In September, a Michigan mom, Kelli Stapleton attempted to kill herself and her 14 year old daughter with autism. As a nation, we stood by in disbelief watching the news reports wondering how ANY mother could do this.
I too stood there with you full of emotions. However, I was not shocked nor appalled. Although deeply saddened that this had occurred, I found myself thankful it wasn’t me.
As a mother or a parent you might be flabbergasted at how a mother could do this. Allow me to share with you how a mother can become so desperate she can not only entertain the thought but follow through.

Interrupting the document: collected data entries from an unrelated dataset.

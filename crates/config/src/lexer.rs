// SPDX-License-Identifier: BUSL-1.1
// Copyright (c) 2026 Alfred Jean LLC

//! Hand-written state machine tokenizer for the config DSL.
//!
//! Three lexing contexts: [`Mode::Top`] (variables and block patterns),
//! [`Mode::Inside`] (directive keywords inside `{ }`), and [`Mode::Command`]
//! (option tags, then `:`, then the command/path value of a directive).

use crate::span::Span;
use crate::token::{Token, TokenKind};

const SPACES: &[char] = &[' ', '\t', '\n'];
const QUOTES: &[char] = &['\'', '"'];

fn is_space(c: char) -> bool {
    SPACES.contains(&c)
}

fn is_quote(c: char) -> bool {
    QUOTES.contains(&c)
}

/// Characters not permitted inside a bare (unquoted) string.
fn is_bare_disallowed(c: char) -> bool {
    matches!(c, '{' | '}' | '#' | '\n' | '\t' | ' ' | '\'' | '"' | ':')
}

#[derive(Debug, Clone, Copy, PartialEq, Eq)]
enum Mode {
    Top,
    Inside,
    /// Reading option tags, then `:`, then the value, for the directive
    /// token just emitted.
    Command,
    /// Just emitted a `VarName`; expecting `=`.
    VarEquals,
    /// Just emitted `Equals`; expecting the assigned value.
    VarValue,
}

pub struct Lexer<'a> {
    input: &'a str,
    chars: Vec<(usize, char)>,
    pos: usize,
    mode: Mode,
    done: bool,
    /// Within [`Mode::Command`], whether the `:` separating option tags
    /// from the command value has already been consumed.
    command_colon_seen: bool,
}

impl<'a> Lexer<'a> {
    pub fn new(input: &'a str) -> Self {
        Self {
            input,
            chars: input.char_indices().collect(),
            pos: 0,
            mode: Mode::Top,
            done: false,
            command_colon_seen: false,
        }
    }

    /// Tokenize the whole input. Stops at the first [`TokenKind::Error`]
    /// without a trailing `Eof`, satisfying lexer totality: either a finite
    /// token stream ending in `Eof`, or one ending in `Error`.
    pub fn tokenize(input: &str) -> Vec<Token> {
        let mut lexer = Lexer::new(input);
        let mut tokens = Vec::new();
        while let Some(tok) = lexer.next_token() {
            let is_error = matches!(tok.kind, TokenKind::Error(_));
            let is_eof = matches!(tok.kind, TokenKind::Eof);
            tokens.push(tok);
            if is_error || is_eof {
                break;
            }
        }
        tokens
    }

    fn byte_pos(&self) -> usize {
        self.chars.get(self.pos).map(|(b, _)| *b).unwrap_or(self.input.len())
    }

    fn line_at(&self, byte_pos: usize) -> usize {
        crate::span::line_at(self.input, byte_pos)
    }

    fn peek(&self) -> Option<char> {
        self.chars.get(self.pos).map(|(_, c)| c).copied()
    }

    fn peek_at(&self, offset: usize) -> Option<char> {
        self.chars.get(self.pos + offset).map(|(_, c)| c).copied()
    }

    fn advance(&mut self) -> Option<char> {
        let c = self.peek();
        if c.is_some() {
            self.pos += 1;
        }
        c
    }

    fn slice(&self, start: usize, end: usize) -> &'a str {
        let start_byte = self.chars.get(start).map(|(b, _)| *b).unwrap_or(self.input.len());
        let end_byte = self.chars.get(end).map(|(b, _)| *b).unwrap_or(self.input.len());
        &self.input[start_byte..end_byte]
    }

    fn span(&self, start: usize) -> Span {
        let start_byte = self.chars.get(start).map(|(b, _)| *b).unwrap_or(self.input.len());
        let end_byte = self.byte_pos();
        Span::new(start_byte, end_byte, self.line_at(start_byte))
    }

    fn error(&mut self, start: usize, message: impl Into<String>) -> Token {
        self.done = true;
        Token::new(TokenKind::Error(message.into()), self.span(start))
    }

    /// Consume a run of whitespace.
    fn accept_spaces(&mut self) {
        while self.peek().is_some_and(is_space) {
            self.pos += 1;
        }
    }

    /// Consume a bare string run starting at the current position (which
    /// must already point at a non-disallowed character).
    fn accept_bare(&mut self) -> usize {
        let start = self.pos;
        while self.peek().is_some_and(|c| !is_bare_disallowed(c)) {
            self.pos += 1;
        }
        start
    }

    /// Consume through the closing `quote`, unescaping `\<quote>` and
    /// leaving every other backslash sequence verbatim. `quote` has already
    /// been consumed.
    fn accept_quoted(&mut self, quote: char) -> Result<String, ()> {
        let mut out = String::new();
        loop {
            match self.advance() {
                None => return Err(()),
                Some('\\') => match self.advance() {
                    None => return Err(()),
                    Some(c) if c == quote => out.push(c),
                    Some(c) => {
                        out.push('\\');
                        out.push(c);
                    }
                },
                Some(c) if c == quote => return Ok(out),
                Some(c) => out.push(c),
            }
        }
    }

    /// Consume the rest of a logical line: stops at the first unescaped
    /// `\n` (included in the result) or at EOF. `\<newline>` is preserved
    /// verbatim and does not terminate the scan.
    fn accept_logical_line(&mut self) -> String {
        let mut out = String::new();
        loop {
            match self.peek() {
                None => return out,
                Some('\\') if self.peek_at(1) == Some('\n') => {
                    out.push('\\');
                    out.push('\n');
                    self.pos += 2;
                }
                Some('\n') => {
                    out.push('\n');
                    self.pos += 1;
                    return out;
                }
                Some(c) => {
                    out.push(c);
                    self.pos += 1;
                }
            }
        }
    }

    fn next_token(&mut self) -> Option<Token> {
        if self.done {
            return None;
        }
        match self.mode {
            Mode::Top => Some(self.lex_top()),
            Mode::Inside => Some(self.lex_inside()),
            Mode::Command => Some(self.lex_command()),
            Mode::VarEquals => Some(self.lex_var_equals()),
            Mode::VarValue => Some(self.lex_var_value()),
        }
    }

    fn lex_top(&mut self) -> Token {
        let start = self.pos;
        match self.advance() {
            None => {
                self.done = true;
                Token::new(TokenKind::Eof, self.span(start))
            }
            Some('#') => {
                self.pos = start;
                self.pos += 1;
                let text = self.accept_logical_line();
                Token::new(TokenKind::Comment(text), self.span(start))
            }
            Some(c) if is_quote(c) => match self.accept_quoted(c) {
                Ok(text) => Token::new(TokenKind::QuotedString(text), self.span(start)),
                Err(()) => self.error(start, "unterminated quoted string"),
            },
            Some('{') => {
                self.mode = Mode::Inside;
                Token::new(TokenKind::LeftBrace, self.span(start))
            }
            Some(c) if is_space(c) => {
                self.accept_spaces();
                Token::new(TokenKind::Space, self.span(start))
            }
            Some('!') => self.lex_bang(start),
            Some(c) if !is_bare_disallowed(c) => {
                self.pos = start;
                self.accept_bare();
                let word = self.slice(start, self.pos);
                if is_variable_name(word) {
                    self.lex_variable(start, word)
                } else {
                    Token::new(TokenKind::BareString(word.to_string()), self.span(start))
                }
            }
            Some(_) => self.error(start, "invalid input"),
        }
    }

    /// Handle a leading `!`: either a quoted string, a continued bare
    /// string, or (if nothing valid follows) an error.
    fn lex_bang(&mut self, start: usize) -> Token {
        match self.peek() {
            Some(c) if is_quote(c) => {
                self.pos += 1;
                match self.accept_quoted(c) {
                    Ok(text) => Token::new(TokenKind::QuotedString(format!("!{text}")), self.span(start)),
                    Err(()) => self.error(start, "unterminated quoted string"),
                }
            }
            Some(c) if !is_bare_disallowed(c) => {
                self.accept_bare();
                let word = self.slice(start, self.pos);
                Token::new(TokenKind::BareString(word.to_string()), self.span(start))
            }
            _ => self.error(start, "! must be followed by a string"),
        }
    }

    /// `word` is `@` followed by a valid identifier; this always commits to
    /// variable-assignment parsing (a bare `@name` with no value is itself
    /// an error, not a pattern). The `=` and the value are lexed as
    /// separate tokens by [`Self::lex_var_equals`] / [`Self::lex_var_value`].
    fn lex_variable(&mut self, start: usize, word: &str) -> Token {
        self.mode = Mode::VarEquals;
        Token::new(TokenKind::VarName(word.to_string()), self.span(start))
    }

    fn lex_var_equals(&mut self) -> Token {
        let start = self.pos;
        self.accept_spaces();
        match self.peek() {
            Some('=') => {
                self.pos += 1;
                self.mode = Mode::VarValue;
                Token::new(TokenKind::Equals, self.span(start))
            }
            _ => self.error(start, "unterminated variable assignment"),
        }
    }

    fn lex_var_value(&mut self) -> Token {
        let start = self.pos;
        self.accept_spaces();
        match self.peek() {
            Some(c) if is_quote(c) => {
                self.pos += 1;
                match self.accept_quoted(c) {
                    Ok(text) => {
                        self.mode = Mode::Top;
                        Token::new(TokenKind::QuotedString(text), self.span(start))
                    }
                    Err(()) => self.error(start, "unterminated quoted string"),
                }
            }
            Some(c) if !is_bare_disallowed(c) => {
                self.accept_bare();
                let word = self.slice(start, self.pos).to_string();
                self.mode = Mode::Top;
                Token::new(TokenKind::BareString(word), self.span(start))
            }
            _ => self.error(start, "= must be followed by a string"),
        }
    }

    fn lex_inside(&mut self) -> Token {
        let start = self.pos;
        match self.advance() {
            None => self.error(start, "unterminated block"),
            Some('#') => {
                self.pos = start + 1;
                let text = self.accept_logical_line();
                Token::new(TokenKind::Comment(text), self.span(start))
            }
            Some('}') => {
                self.mode = Mode::Top;
                Token::new(TokenKind::RightBrace, self.span(start))
            }
            Some('{') => self.error(start, "unterminated block"),
            Some(c) if is_space(c) => {
                self.accept_spaces();
                Token::new(TokenKind::Space, self.span(start))
            }
            Some(c) if !is_bare_disallowed(c) => {
                self.pos = start;
                self.accept_bare();
                let word = self.slice(start, self.pos);
                match word {
                    "daemon" => {
                        self.mode = Mode::Command;
                        self.command_colon_seen = false;
                        Token::new(TokenKind::Daemon, self.span(start))
                    }
                    "prep" => {
                        self.mode = Mode::Command;
                        self.command_colon_seen = false;
                        Token::new(TokenKind::Prep, self.span(start))
                    }
                    "indir" => {
                        self.mode = Mode::Command;
                        self.command_colon_seen = false;
                        Token::new(TokenKind::InDir, self.span(start))
                    }
                    other => self.error(start, format!("unknown directive: {other}")),
                }
            }
            Some(_) => self.error(start, "invalid input"),
        }
    }

    /// Before the `:`: option tags (`+foo`) and whitespace. After the `:`:
    /// a single value token, either a quoted string (may span newlines) or
    /// the rest of the logical line (`\<newline>` continuations preserved
    /// verbatim, trimming left to the parser).
    fn lex_command(&mut self) -> Token {
        if !self.command_colon_seen {
            let start = self.pos;
            match self.advance() {
                None => self.error(start, "unterminated block"),
                Some(c) if is_space(c) => {
                    self.accept_spaces();
                    Token::new(TokenKind::Space, self.span(start))
                }
                Some(':') => {
                    self.command_colon_seen = true;
                    Token::new(TokenKind::Colon, self.span(start))
                }
                Some(c) if !is_bare_disallowed(c) => {
                    self.pos = start;
                    self.accept_bare();
                    let word = self.slice(start, self.pos).to_string();
                    if word.starts_with('+') {
                        Token::new(TokenKind::BareString(word), self.span(start))
                    } else {
                        self.error(start, "invalid command option")
                    }
                }
                Some(_) => self.error(start, "invalid input"),
            }
        } else {
            let start = self.pos;
            match self.peek() {
                None => self.error(start, "unterminated block"),
                Some(c) if is_space(c) && c != '\n' => {
                    self.accept_spaces();
                    Token::new(TokenKind::Space, self.span(start))
                }
                Some(c) if is_quote(c) => {
                    self.pos += 1;
                    match self.accept_quoted(c) {
                        Ok(text) => {
                            self.mode = Mode::Inside;
                            self.command_colon_seen = false;
                            Token::new(TokenKind::QuotedString(text), self.span(start))
                        }
                        Err(()) => self.error(start, "unterminated quoted string"),
                    }
                }
                Some(_) => {
                    let line = self.accept_logical_line();
                    self.mode = Mode::Inside;
                    self.command_colon_seen = false;
                    Token::new(TokenKind::BareString(line), self.span(start))
                }
            }
        }
    }
}

/// `@[a-zA-Z_][a-zA-Z_0-9]*`, `word` includes the leading `@`.
fn is_variable_name(word: &str) -> bool {
    let Some(rest) = word.strip_prefix('@') else { return false };
    let mut chars = rest.chars();
    match chars.next() {
        Some(c) if c.is_ascii_alphabetic() || c == '_' => {
            chars.all(|c| c.is_ascii_alphanumeric() || c == '_')
        }
        _ => false,
    }
}

#[cfg(test)]
#[path = "lexer_tests.rs"]
mod tests;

Autism is a very isolating, frustrating, and overwhelming disability that affects the entire family. It is most often misunderstood, criticized, ignored and avoided by society. As a mother who has walked in this ladies shoes to some extent, I understand the hopelessness she often felt, the never ending battle she fought with everyone she encountered for the sake of her child, the guilt that consumes the innermost parts of her soul on a daily basis, as well as the sheer exhaustion and stress from all things an autism mother encounter in life.
Plus the financial strain that comes with having a child with autism places a huge burden on families and marriages. When you add all of it together, it can easily become a mixture for depression, anxiety and suicidal thoughts and tendencies leading to disaster. Coupling that with not having the opportunities to socialize making it difficult to maintain friendships leaves us with few ears to listen.
Now, listen carefully… I am not saying that what Kelli Stapleton did was right or even excusable. It is a horrible act. But what I am saying is that there are many more Kelli’s out there on the verge of conducting similar acts. They are hurting and they are desperate! Its no different than any other human that is suicidal.
What makes cases like Ms. Stapleton’s different is that she wanted to take her child with her. I do not believe it was out of selfishness, vengeance, or hatred. I believe that it was due to the fact that she was her daughters primary caregiver. She felt like if she was gone, her daughter wouldn’t survive because others she felt couldn’t adequately take care of her and her unique needs.
I share this with you because if not for the grace of God and the fear of going to hell for committing suicide and murder, this could have been me at any given time over the last 7 years. Surprised??? I knew you would be.
That’s the thing… We are mama’s, many of us are college educated; we are professionals; we appear to have it all under control on the outside… We are supposed to act like we have it together and we have learned to fake it well. But don’t let the smiles and the laughter fool you. Behind many smiles are heartbroken people just trying to survive. They aren’t heartbroken because their child has autism. They are heartbroken because society is cruel. People can be cruel. Life can sometimes be cruel. And in their moments of exhaustion, hopelessness, and desperation they can’t see that ending life is not the way.
There are parents all around you who may feel a level of desperation, hopelessness, and isolation. They don’t necessarily have to be parents of children with autism. It could be parents of a child with any disability, or no disability at all. Parenting is difficult, its by far the toughest job I’ve ever had but by far the most rewarding.
This post is not about gaining sympathy. It is about having love and respect for your fellow human beings. It is to serve as encouragement to be grateful for what you are blessed with and a plea to be more understanding and tolerant of others.
Make it your goal to reach out to those in the special needs community and those you suspect maybe hurting. You never know what one smile, one kind word, or gesture can do to someone who is feeling desperate. Reach out to those around you today!!! Do it for the Kelli and Issy Stapleton’s of the world. Do it for the Brandi and Will Shinn’s in your community, in your place of worship, or your neighborhood. Do it for the children with autism who deserve to have a life and their siblings who deserve to have their parents.